Na época, a frase não soou bonita.
Soou verdadeira — e verdade não costuma ser confortável.

Há três anos, eu estava no fundo do poço.
E não era um poço metafórico de livro de autoajuda.
Era aquele buraco real, escuro, silencioso, onde a esperança ecoa e não volta.
Onde a mente pesa toneladas, o corpo adoece e a vida parece seguir sem você.

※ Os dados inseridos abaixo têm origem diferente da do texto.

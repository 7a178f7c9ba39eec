use serde::{Deserialize, Serialize};
use std::time::Duration;

#[derive(Debug, Serialize, Deserialize, Clone)]
pub struct Config {
    pub executor: ExecutorConfig,
    pub limits: LimitsConfig,
}

#[derive(Debug, Serialize, Deserialize, Clone, PartialEq)]
pub struct ExecutorConfig {
    pub default_timeout_secs: u64,
    pub max_timeout_secs: u64,
    pub output_cap_bytes: usize,
    pub kill_grace_ms: u64,
    pub python_interpreter: String,
    pub shell: String,
}

/// OS resource limits applied to the child before exec. A value of 0 disables the limit.
#[derive(Debug, Serialize, Deserialize, Clone, Copy, PartialEq, Eq)]
pub struct LimitsConfig {
    pub max_memory_mb: u64,
    pub max_file_size_mb: u64,
}

pub const DEFAULT_TIMEOUT_SECS: u64 = 30;
pub const MAX_TIMEOUT_SECS: u64 = 120;
pub const OUTPUT_CAP_BYTES: usize = 100 * 1024;

impl Default for ExecutorConfig {
    fn default() -> Self {
        Self {
            default_timeout_secs: DEFAULT_TIMEOUT_SECS,
            max_timeout_secs: MAX_TIMEOUT_SECS,
            output_cap_bytes: OUTPUT_CAP_BYTES,
            kill_grace_ms: 500,
            python_interpreter: "python3".to_string(),
            shell: "bash".to_string(),
        }
    }
}

impl Default for LimitsConfig {
    fn default() -> Self {
        Self {
            max_memory_mb: 1024,
            max_file_size_mb: 100,
        }
    }
}

impl Default for Config {
    fn default() -> Self {
        Self {
            executor: ExecutorConfig::default(),
            limits: LimitsConfig::default(),
        }
    }
}

impl ExecutorConfig {
    /// Clamp a caller-supplied timeout into `[1, max_timeout_secs]`.
    pub fn clamp_timeout(&self, requested_secs: u64) -> Duration {
        let ceiling = self.max_timeout_secs.max(1);
        Duration::from_secs(requested_secs.clamp(1, ceiling))
    }

    pub fn kill_grace(&self) -> Duration {
        Duration::from_millis(self.kill_grace_ms)
    }
}

impl Config {
    /// Parse config from a TOML string.
    pub fn from_toml(s: &str) -> Result<Self, toml::de::Error> {
        toml::from_str(s)
    }

    /// Serialize config to TOML string.
    pub fn to_toml(&self) -> Result<String, toml::ser::Error> {
        toml::to_string_pretty(self)
    }

    /// Load config from ~/.script-runner/config.toml, falling back to defaults.
    pub fn load() -> Self {
        let config_path = if let Some(home) = dirs::home_dir() {
            home.join(".script-runner").join("config.toml")
        } else {
            return Self::default();
        };

        if !config_path.exists() {
            return Self::default();
        }

        match std::fs::read_to_string(&config_path) {
            Ok(contents) => match Self::from_toml(&contents) {
                Ok(config) => config,
                Err(e) => {
                    tracing::warn!(
                        "Failed to parse {}: {}. Using defaults.",
                        config_path.display(),
                        e
                    );
                    Self::default()
                }
            },
            Err(e) => {
                tracing::warn!(
                    "Failed to read {}: {}. Using defaults.",
                    config_path.display(),
                    e
                );
                Self::default()
            }
        }
    }
}

#[cfg(test)]
mod tests {
    use super::*;

    #[test]
    fn test_default_config_values() {
        let config = Config::default();
        assert_eq!(config.executor.default_timeout_secs, 30);
        assert_eq!(config.executor.max_timeout_secs, 120);
        assert_eq!(config.executor.output_cap_bytes, 102_400);
        assert_eq!(config.executor.python_interpreter, "python3");
        assert_eq!(config.executor.shell, "bash");
        assert_eq!(config.limits.max_memory_mb, 1024);
    }

    #[test]
    fn test_config_roundtrip_toml() {
        let config = Config::default();
        let toml_str = config.to_toml().unwrap();
        let parsed = Config::from_toml(&toml_str).unwrap();
        assert_eq!(parsed.executor, config.executor);
        assert_eq!(parsed.limits, config.limits);
    }

    #[test]
    fn test_config_parse_custom_values() {
        let toml_str = r#"
[executor]
default_timeout_secs = 10
max_timeout_secs = 60
output_cap_bytes = 4096
kill_grace_ms = 100
python_interpreter = "/usr/bin/python3.12"
shell = "sh"

[limits]
max_memory_mb = 0
max_file_size_mb = 5
"#;
        let config = Config::from_toml(toml_str).unwrap();
        assert_eq!(config.executor.max_timeout_secs, 60);
        assert_eq!(config.executor.output_cap_bytes, 4096);
        assert_eq!(config.executor.python_interpreter, "/usr/bin/python3.12");
        assert_eq!(config.executor.shell, "sh");
        assert_eq!(config.limits.max_memory_mb, 0);
        assert_eq!(config.limits.max_file_size_mb, 5);
    }

    #[test]
    fn test_config_parse_invalid_toml() {
        assert!(Config::from_toml("this is not valid toml {{{").is_err());
    }

    #[test]
    fn test_config_parse_missing_section() {
        let toml_str = r#"
[executor]
default_timeout_secs = 30
max_timeout_secs = 120
output_cap_bytes = 102400
kill_grace_ms = 500
python_interpreter = "python3"
shell = "bash"
"#;
        assert!(Config::from_toml(toml_str).is_err());
    }

    #[test]
    fn test_clamp_timeout_caps_at_ceiling() {
        let cfg = ExecutorConfig::default();
        assert_eq!(cfg.clamp_timeout(10_000), Duration::from_secs(120));
        assert_eq!(cfg.clamp_timeout(5), Duration::from_secs(5));
    }

    #[test]
    fn test_clamp_timeout_zero_becomes_one_second() {
        let cfg = ExecutorConfig::default();
        assert_eq!(cfg.clamp_timeout(0), Duration::from_secs(1));
    }
}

Foi ali que a espiritualidade entrou.
Não como luz suave.
Não como promessa de felicidade.
Entrou como um terremoto.

A ayahuasca não me poupou da dor.
Ela me obrigou a olhar para ela sem anestesia.
Rasgou máscaras, desmontou personagens, expôs medos antigos, culpas herdadas, dores que nem eram só minhas.
Não foi cura instantânea.
Foi verdade em estado bruto.

A espiritualidade não me tirou do sofrimento.
Ela me tirou do lugar onde eu estava preso ao sofrimento.
E isso muda tudo.

Porque o fundo do poço não é castigo.
É o ponto onde o ego quebra, onde o controle falha, onde o “eu forte” desiste.
E quando isso acontece, algo maior pode finalmente passar pela fresta.

Subir não foi bonito.
Foi lento.
Com recaídas, dúvidas, noites mal dormidas, corpo doendo e alma reaprendendo a respirar.
Mas eu subi.

Hoje entendo:
quem entra nesse caminho não entra para “ficar bem”.
Entra para ficar inteiro.
E isso dói mais do que continuar fingindo.

Três anos depois, não sou alguém iluminado.
Sou alguém mais honesto.
Não venci a escuridão — aprendi a atravessá-la.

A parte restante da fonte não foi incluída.